Daftar Makanan yang Bikin Darah Tinggi
Berikut adalah beberapa jenis makanan yang perlu diwaspadai karena dapat meningkatkan risiko hipertensi:
1. Makanan Tinggi Garam (Sodium)
Konsumsi garam berlebihan dapat menyebabkan retensi cairan dalam tubuh, yang pada gilirannya meningkatkan volume darah dan tekanan pada dinding pembuluh darah. Beberapa contoh makanan tinggi garam meliputi:
- Makanan olahan dan kemasan
- Makanan cepat saji
- Keripik dan camilan asin
- Daging olahan seperti sosis dan ham
- Makanan kaleng
- Saus dan bumbu instan
2. Makanan Tinggi Lemak Jenuh dan Trans
Lemak jenuh dan trans dapat meningkatkan kadar kolesterol dalam darah, yang berkontribusi pada penumpukan plak di pembuluh darah dan peningkatan tekanan darah. Makanan yang perlu dibatasi termasuk:
- Daging merah berlemak
- Produk susu full fat
- Makanan yang digoreng
- Margarin dan mentega
- Makanan yang mengandung minyak kelapa sawit
3. Makanan dan Minuman Manis
Konsumsi gula berlebihan dapat menyebabkan kenaikan berat badan dan meningkatkan risiko diabetes, yang keduanya berkontribusi pada hipertensi. Hindari atau batasi konsumsi:
- Minuman bersoda
- Jus buah kemasan
- Permen dan cokelat
- Kue dan pastry
- Makanan penutup yang kaya gula
4. Alkohol
Konsumsi alkohol berlebihan dapat meningkatkan tekanan darah secara signifikan. Jika Anda memilih untuk mengonsumsi alkohol, lakukanlah dengan moderasi – tidak lebih dari satu gelas per hari untuk wanita dan dua gelas per hari untuk pria.
5. Kafein
Meskipun efeknya bervariasi pada setiap individu, kafein dapat menyebabkan peningkatan tekanan darah jangka pendek pada beberapa orang. Sumber kafein meliputi:
- Kopi
- Teh
- Minuman energi
- Cokelat
Cara Menghindari Makanan yang Bikin Darah Tinggi
Untuk mengurangi risiko hipertensi, ikuti langkah-langkah berikut:
1. Baca Label Makanan
Selalu periksa informasi nutrisi pada kemasan makanan. Perhatikan kandungan sodium, lemak jenuh, dan gula. Pilih produk dengan kandungan nutrisi yang lebih sehat.
2. Masak Sendiri
Dengan memasak sendiri, Anda dapat mengontrol jumlah garam, gula, dan lemak yang digunakan. Gunakan rempah-rempah dan bumbu segar untuk menambah cita rasa tanpa menambahkan garam berlebihan.

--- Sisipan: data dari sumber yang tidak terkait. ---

//! Directory replacement and recursive copy helpers.
use color_eyre::eyre::WrapErr;
use log::*;
use std::{fs, path::Path};
use walkdir::WalkDir;

use crate::Result;

/// Remove `dir` with everything in it if present, then create it empty.
pub fn recreate_dir(dir: &Path) -> Result<()> {
    if dir.exists() {
        debug!("removing previous contents of {}", dir.display());
        fs::remove_dir_all(dir)
            .wrap_err_with(|| format!("failed to remove {}", dir.display()))?;
    }

    fs::create_dir_all(dir)
        .wrap_err_with(|| format!("failed to create {}", dir.display()))?;

    Ok(())
}

/// Copy the tree under `source` into `destination`, creating directories as
/// needed and overwriting files that already exist.
pub fn copy_tree(source: &Path, destination: &Path) -> Result<()> {
    let mut copied = 0usize;

    for entry in WalkDir::new(source) {
        let entry = entry.wrap_err_with(|| {
            format!(
                "failed to traverse {} while copying tree",
                source.display()
            )
        })?;

        let relative = entry.path().strip_prefix(source).wrap_err_with(|| {
            format!(
                "failed to strip prefix {} from {}",
                source.display(),
                entry.path().display()
            )
        })?;

        let target_path = destination.join(relative);

        if entry.file_type().is_dir() {
            fs::create_dir_all(&target_path).wrap_err_with(|| {
                format!("failed to create {}", target_path.display())
            })?;
            continue;
        }

        if let Some(parent) = target_path.parent() {
            fs::create_dir_all(parent).wrap_err_with(|| {
                format!("failed to create {}", parent.display())
            })?;
        }

        fs::copy(entry.path(), &target_path).wrap_err_with(|| {
            format!(
                "failed to copy {} to {}",
                entry.path().display(),
                target_path.display()
            )
        })?;
        copied += 1;
    }

    debug!(
        "copied {copied} files from {} to {}",
        source.display(),
        destination.display()
    );

    Ok(())
}
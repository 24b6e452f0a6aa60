//! Streams release assets to a GitHub upload endpoint.
use async_trait::async_trait;
use log::*;
use reqwest::{
    Body, Client, Request,
    header::{
        ACCEPT, AUTHORIZATION, CONTENT_LENGTH, CONTENT_TYPE, HeaderMap,
        HeaderValue,
    },
};
use secrecy::{ExposeSecret, SecretString};
use std::time::Duration;
use url::Url;

#[cfg(test)]
use mockall::automock;

use crate::{
    Result,
    error::TransferError,
    release_asset::{request::AssetTarget, types::ReleaseAssetResponse},
};

/// Upper bound for a single asset upload.
pub const DEFAULT_TIMEOUT_SECS: u64 = 300;

const GITHUB_ACCEPT: &str = "application/vnd.github.v3+json";
const OCTET_STREAM: &str = "application/octet-stream";

/// Uploads one validated asset. Any non-2xx response is an error.
#[cfg_attr(test, automock)]
#[async_trait]
pub trait AssetClient: Send + Sync {
    async fn upload(
        &self,
        target: &AssetTarget,
    ) -> Result<ReleaseAssetResponse>;
}

/// reqwest client sending `Authorization: token <token>` with every upload.
pub struct GithubAssetClient {
    client: Client,
    headers: HeaderMap,
}

impl GithubAssetClient {
    pub fn new(token: &SecretString, timeout: Duration) -> Result<Self> {
        let mut headers = HeaderMap::new();

        let mut token_value = HeaderValue::from_str(
            format!("token {}", token.expose_secret()).as_str(),
        )
        .map_err(TransferError::from)?;
        token_value.set_sensitive(true);

        headers.append(AUTHORIZATION, token_value);
        headers.append(ACCEPT, HeaderValue::from_static(GITHUB_ACCEPT));
        headers.append(CONTENT_TYPE, HeaderValue::from_static(OCTET_STREAM));

        let client = reqwest::Client::builder()
            .timeout(timeout)
            .build()
            .map_err(TransferError::from)?;

        Ok(Self { client, headers })
    }

    fn build_request(
        &self,
        url: Url,
        body: Body,
        length: u64,
    ) -> Result<Request> {
        let request = self
            .client
            .post(url)
            .headers(self.headers.clone())
            .header(CONTENT_LENGTH, length)
            .body(body)
            .build()
            .map_err(TransferError::from)?;

        Ok(request)
    }
}

#[async_trait]
impl AssetClient for GithubAssetClient {
    async fn upload(
        &self,
        target: &AssetTarget,
    ) -> Result<ReleaseAssetResponse> {
        let file = tokio::fs::File::open(&target.path)
            .await
            .map_err(TransferError::from)?;
        let length = file.metadata().await.map_err(TransferError::from)?.len();
        debug!("streaming {} bytes from {}", length, target.path.display());

        let request =
            self.build_request(target.url.clone(), Body::from(file), length)?;
        let response = self
            .client
            .execute(request)
            .await
            .map_err(TransferError::from)?;

        let status = response.status();
        if !status.is_success() {
            let body = response.text().await.unwrap_or_default();
            return Err(TransferError::UnexpectedStatus { status, body }.into());
        }

        let bytes = response.bytes().await.map_err(TransferError::from)?;
        let asset = serde_json::from_slice::<ReleaseAssetResponse>(&bytes)
            .map_err(TransferError::from)?;

        Ok(asset)
    }
}
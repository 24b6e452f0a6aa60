use crate::{Result, error::TransferError};

/// Initialize terminal logger with debug or info level filtering for the
/// library output and the calling binary.
pub fn initialize_logger(debug: bool, binary: &'static str) -> Result<()> {
    let filter = if debug {
        simplelog::LevelFilter::Debug
    } else {
        simplelog::LevelFilter::Info
    };

    let config = simplelog::ConfigBuilder::new()
        .add_filter_allow_str("webui_release_tools")
        .add_filter_allow_str(binary)
        .build();

    simplelog::TermLogger::init(
        filter,
        config,
        simplelog::TerminalMode::Mixed,
        simplelog::ColorChoice::Auto,
    )
    .map_err(TransferError::from)?;

    Ok(())
}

3. Pilih Metode Memasak yang Sehat
Hindari menggoreng dan lebih memilih metode memasak yang lebih sehat seperti mengukus, memanggang, atau merebus.
4. Tingkatkan Konsumsi Sayur dan Buah
Sayuran dan buah-buahan kaya akan serat, vitamin, dan mineral yang penting untuk kesehatan jantung dan pembuluh darah.
5. Batasi Makanan Olahan
Kurangi konsumsi makanan olahan dan lebih memilih makanan segar dan alami.
Pola Makan Sehat untuk Mencegah Hipertensi
Salah satu pendekatan makan yang terbukti efektif dalam mengendalikan tekanan darah adalah diet DASH (Dietary Approaches to Stop Hypertension). Prinsip-prinsip diet DASH meliputi:
- Memperbanyak konsumsi buah, sayuran, dan biji-bijian utuh
- Memilih sumber protein rendah lemak seperti ikan, unggas, dan kacang-kacangan
- Membatasi konsumsi daging merah, makanan manis, dan minuman beralkohol
- Mengurangi asupan sodium hingga kurang dari 2.300 mg per hari
- Selain itu, penting untuk memperhatikan porsi makan dan menjaga berat badan ideal untuk mengurangi risiko hipertensi.